Records provided section start

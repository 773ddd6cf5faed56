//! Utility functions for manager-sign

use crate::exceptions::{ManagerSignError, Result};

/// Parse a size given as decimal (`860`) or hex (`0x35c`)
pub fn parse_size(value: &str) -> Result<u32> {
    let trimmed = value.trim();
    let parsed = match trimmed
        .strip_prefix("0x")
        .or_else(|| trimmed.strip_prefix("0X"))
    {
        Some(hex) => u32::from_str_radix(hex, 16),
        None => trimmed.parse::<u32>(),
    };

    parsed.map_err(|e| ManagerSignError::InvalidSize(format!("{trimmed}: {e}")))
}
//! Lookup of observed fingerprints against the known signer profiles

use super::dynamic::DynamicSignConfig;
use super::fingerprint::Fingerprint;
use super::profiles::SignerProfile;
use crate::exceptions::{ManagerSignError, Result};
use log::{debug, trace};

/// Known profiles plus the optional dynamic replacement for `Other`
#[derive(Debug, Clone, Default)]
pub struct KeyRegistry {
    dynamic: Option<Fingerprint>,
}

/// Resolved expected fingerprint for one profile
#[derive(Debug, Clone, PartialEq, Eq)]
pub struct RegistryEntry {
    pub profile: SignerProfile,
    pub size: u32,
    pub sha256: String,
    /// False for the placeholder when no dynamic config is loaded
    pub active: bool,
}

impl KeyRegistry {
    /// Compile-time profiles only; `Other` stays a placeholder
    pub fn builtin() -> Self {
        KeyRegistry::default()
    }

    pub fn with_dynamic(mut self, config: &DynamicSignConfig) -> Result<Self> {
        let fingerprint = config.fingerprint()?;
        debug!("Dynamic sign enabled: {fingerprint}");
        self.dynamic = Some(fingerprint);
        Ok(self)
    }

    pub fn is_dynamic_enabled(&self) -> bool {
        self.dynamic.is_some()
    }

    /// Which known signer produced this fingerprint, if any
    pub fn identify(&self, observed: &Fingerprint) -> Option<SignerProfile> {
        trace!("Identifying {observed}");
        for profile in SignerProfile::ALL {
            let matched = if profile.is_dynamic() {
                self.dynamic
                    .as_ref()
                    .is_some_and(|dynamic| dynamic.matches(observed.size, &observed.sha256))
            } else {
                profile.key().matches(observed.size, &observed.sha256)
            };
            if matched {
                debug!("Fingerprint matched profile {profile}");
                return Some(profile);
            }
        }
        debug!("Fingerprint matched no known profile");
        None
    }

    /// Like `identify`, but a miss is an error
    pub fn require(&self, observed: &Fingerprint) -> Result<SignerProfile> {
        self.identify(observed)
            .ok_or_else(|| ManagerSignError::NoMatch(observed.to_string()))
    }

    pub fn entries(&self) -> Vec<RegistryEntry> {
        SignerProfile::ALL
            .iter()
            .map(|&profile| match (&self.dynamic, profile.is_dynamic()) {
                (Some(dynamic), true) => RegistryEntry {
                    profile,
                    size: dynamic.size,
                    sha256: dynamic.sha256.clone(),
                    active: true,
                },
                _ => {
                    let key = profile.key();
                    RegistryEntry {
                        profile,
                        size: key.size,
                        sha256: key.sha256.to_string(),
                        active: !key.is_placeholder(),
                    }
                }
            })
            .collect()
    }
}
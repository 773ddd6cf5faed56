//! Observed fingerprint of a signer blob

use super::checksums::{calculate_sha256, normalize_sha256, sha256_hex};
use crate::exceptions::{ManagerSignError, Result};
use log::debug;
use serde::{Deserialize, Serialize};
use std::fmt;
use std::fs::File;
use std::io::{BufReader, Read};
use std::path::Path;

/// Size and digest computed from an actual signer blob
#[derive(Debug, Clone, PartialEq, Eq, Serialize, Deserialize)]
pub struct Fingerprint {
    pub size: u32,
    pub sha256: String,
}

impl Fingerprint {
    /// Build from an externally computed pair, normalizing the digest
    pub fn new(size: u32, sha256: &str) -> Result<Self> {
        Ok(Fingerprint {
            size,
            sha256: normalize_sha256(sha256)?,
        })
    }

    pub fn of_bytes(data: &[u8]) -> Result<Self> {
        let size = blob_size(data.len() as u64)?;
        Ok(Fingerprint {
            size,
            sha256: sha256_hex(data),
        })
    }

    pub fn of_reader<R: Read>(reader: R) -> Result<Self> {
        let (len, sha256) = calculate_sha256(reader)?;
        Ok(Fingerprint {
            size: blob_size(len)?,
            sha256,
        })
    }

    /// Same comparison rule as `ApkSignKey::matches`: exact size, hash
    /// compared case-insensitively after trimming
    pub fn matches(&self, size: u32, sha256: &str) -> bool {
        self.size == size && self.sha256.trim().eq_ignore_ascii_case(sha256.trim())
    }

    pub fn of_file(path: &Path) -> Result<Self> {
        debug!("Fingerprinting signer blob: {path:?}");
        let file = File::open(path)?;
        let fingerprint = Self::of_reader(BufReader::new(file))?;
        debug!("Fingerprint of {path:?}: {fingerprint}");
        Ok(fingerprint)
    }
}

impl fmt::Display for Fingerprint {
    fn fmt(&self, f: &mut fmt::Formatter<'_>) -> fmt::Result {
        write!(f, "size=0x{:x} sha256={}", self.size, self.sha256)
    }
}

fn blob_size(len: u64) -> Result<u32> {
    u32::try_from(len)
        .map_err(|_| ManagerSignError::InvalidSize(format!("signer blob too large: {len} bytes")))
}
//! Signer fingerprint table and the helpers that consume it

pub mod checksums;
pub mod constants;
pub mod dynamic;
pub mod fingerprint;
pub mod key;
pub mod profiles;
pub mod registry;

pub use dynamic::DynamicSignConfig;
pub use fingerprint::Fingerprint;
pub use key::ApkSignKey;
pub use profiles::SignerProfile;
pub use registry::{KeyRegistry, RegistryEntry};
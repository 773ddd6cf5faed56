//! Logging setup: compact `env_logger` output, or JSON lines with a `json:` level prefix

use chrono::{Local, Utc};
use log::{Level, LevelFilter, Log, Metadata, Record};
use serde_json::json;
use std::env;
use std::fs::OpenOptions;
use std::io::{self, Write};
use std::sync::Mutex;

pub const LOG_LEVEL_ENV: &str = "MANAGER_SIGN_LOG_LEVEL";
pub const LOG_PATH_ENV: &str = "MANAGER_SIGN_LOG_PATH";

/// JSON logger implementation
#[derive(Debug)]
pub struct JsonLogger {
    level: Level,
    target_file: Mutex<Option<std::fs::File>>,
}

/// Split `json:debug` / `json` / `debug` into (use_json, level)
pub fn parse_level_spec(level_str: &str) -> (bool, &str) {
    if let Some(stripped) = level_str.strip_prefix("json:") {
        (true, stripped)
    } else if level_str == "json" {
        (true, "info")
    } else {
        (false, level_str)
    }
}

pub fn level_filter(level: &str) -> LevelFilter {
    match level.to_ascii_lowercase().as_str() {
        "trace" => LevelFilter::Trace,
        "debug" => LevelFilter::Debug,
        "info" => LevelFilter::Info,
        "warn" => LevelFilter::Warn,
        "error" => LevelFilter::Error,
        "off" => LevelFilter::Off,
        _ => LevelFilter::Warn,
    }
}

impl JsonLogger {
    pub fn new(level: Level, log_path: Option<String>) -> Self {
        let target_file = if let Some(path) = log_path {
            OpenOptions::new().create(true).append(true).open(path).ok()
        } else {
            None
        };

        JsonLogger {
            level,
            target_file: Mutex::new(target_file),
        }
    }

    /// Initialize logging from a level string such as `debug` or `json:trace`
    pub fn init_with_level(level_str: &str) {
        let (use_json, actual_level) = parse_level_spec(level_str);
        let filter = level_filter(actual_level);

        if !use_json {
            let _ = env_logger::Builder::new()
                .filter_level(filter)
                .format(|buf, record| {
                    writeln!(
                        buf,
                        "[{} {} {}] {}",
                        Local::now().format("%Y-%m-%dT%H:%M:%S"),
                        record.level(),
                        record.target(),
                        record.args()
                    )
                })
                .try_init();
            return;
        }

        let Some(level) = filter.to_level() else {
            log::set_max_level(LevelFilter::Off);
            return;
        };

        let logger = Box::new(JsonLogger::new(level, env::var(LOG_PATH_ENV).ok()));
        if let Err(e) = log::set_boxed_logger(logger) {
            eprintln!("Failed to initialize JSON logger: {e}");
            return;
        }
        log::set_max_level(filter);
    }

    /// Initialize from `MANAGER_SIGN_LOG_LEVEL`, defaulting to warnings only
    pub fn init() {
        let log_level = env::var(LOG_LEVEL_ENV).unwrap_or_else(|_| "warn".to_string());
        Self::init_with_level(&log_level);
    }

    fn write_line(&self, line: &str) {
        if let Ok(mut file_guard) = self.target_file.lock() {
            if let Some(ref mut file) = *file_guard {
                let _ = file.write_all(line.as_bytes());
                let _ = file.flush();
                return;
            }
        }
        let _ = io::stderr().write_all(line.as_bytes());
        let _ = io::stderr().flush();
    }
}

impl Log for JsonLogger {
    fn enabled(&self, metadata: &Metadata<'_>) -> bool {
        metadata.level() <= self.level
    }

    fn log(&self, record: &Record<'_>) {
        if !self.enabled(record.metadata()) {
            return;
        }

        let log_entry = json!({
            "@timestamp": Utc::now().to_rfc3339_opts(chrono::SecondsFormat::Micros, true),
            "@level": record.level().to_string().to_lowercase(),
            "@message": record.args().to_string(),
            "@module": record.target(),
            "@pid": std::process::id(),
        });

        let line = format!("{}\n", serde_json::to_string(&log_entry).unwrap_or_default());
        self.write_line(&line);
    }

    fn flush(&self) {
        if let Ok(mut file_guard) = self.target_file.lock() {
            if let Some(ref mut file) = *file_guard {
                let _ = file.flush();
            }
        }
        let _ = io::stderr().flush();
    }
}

Records provided section end

Work task: Answer with a number alone. It should equal the count of lines in the entries that hold "InvalidSize".

Result of this exercise: 2